_Provided data_.
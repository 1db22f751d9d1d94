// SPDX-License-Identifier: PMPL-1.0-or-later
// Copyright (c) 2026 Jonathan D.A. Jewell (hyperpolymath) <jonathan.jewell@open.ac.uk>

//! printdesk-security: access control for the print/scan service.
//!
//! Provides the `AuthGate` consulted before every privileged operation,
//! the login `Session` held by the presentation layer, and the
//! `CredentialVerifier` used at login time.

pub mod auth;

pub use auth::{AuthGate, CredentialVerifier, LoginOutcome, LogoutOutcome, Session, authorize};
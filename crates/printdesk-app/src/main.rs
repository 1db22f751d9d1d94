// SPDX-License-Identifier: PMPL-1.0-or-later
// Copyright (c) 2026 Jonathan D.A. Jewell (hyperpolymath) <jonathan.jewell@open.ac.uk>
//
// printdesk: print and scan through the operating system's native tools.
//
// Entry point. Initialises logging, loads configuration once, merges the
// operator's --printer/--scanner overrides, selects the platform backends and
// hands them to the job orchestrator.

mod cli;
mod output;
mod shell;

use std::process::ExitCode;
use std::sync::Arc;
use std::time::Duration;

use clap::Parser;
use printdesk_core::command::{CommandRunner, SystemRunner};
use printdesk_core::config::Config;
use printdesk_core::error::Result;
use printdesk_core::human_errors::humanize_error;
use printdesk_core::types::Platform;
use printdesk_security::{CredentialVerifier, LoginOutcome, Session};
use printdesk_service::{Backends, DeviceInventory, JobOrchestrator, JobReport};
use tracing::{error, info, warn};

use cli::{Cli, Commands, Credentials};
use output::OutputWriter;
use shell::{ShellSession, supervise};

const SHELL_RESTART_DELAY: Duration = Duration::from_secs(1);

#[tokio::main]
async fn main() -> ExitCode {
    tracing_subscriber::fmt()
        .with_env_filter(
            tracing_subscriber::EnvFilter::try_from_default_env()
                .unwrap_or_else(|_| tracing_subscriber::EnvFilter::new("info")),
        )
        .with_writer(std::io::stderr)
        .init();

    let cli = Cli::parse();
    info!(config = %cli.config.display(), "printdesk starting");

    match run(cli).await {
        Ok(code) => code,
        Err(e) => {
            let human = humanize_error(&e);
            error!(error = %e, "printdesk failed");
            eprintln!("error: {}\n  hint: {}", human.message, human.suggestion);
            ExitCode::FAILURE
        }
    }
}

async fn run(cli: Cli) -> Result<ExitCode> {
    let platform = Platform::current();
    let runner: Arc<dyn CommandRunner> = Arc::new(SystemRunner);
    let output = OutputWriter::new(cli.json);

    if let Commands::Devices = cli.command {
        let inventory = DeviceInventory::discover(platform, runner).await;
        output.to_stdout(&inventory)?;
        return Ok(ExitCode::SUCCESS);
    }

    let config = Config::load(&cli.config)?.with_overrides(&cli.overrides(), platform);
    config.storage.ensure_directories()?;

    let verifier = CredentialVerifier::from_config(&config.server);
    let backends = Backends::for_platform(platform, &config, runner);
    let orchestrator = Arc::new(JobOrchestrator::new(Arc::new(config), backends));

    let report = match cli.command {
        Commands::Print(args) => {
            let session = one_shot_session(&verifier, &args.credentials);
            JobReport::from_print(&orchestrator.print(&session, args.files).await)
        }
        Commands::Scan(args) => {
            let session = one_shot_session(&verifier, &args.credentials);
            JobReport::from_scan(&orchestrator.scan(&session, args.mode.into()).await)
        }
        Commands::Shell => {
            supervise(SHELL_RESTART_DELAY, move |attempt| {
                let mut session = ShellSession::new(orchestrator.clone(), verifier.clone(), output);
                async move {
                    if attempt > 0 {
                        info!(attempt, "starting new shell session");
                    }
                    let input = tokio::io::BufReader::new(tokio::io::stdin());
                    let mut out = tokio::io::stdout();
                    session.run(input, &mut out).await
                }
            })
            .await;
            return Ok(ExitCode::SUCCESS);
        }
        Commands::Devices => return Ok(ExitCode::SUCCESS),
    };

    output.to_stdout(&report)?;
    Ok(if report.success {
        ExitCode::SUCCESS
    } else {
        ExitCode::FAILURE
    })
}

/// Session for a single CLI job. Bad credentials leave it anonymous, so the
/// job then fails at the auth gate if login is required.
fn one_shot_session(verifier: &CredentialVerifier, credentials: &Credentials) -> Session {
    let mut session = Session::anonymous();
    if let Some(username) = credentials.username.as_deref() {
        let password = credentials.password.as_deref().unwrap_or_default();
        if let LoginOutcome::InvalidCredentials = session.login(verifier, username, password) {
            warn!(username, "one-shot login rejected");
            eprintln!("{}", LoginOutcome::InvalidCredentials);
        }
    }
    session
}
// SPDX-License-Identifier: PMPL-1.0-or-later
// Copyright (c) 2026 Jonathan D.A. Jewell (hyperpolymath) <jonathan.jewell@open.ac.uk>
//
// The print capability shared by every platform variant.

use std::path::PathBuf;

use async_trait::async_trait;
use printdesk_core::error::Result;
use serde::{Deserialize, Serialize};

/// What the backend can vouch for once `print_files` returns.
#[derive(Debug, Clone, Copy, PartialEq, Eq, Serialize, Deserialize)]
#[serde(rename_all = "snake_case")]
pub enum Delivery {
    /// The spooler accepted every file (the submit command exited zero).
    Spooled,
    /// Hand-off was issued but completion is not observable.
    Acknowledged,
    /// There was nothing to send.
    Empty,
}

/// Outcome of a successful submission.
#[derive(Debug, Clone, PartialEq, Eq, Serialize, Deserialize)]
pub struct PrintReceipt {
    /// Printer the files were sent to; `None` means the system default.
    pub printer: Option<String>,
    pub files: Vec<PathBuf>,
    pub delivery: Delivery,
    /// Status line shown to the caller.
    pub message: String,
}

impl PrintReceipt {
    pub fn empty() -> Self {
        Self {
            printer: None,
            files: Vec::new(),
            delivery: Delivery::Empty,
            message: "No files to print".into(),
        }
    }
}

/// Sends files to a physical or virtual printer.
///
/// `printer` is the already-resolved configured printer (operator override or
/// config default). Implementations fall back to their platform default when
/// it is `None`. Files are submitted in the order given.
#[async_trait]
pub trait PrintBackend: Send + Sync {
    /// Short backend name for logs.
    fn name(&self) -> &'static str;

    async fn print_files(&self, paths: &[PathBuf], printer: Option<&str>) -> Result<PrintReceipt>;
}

_Your assignment_.
Among the lines of the data, some contain the word "main". How many are there? Reply with the number alone.

_Answer box_.
3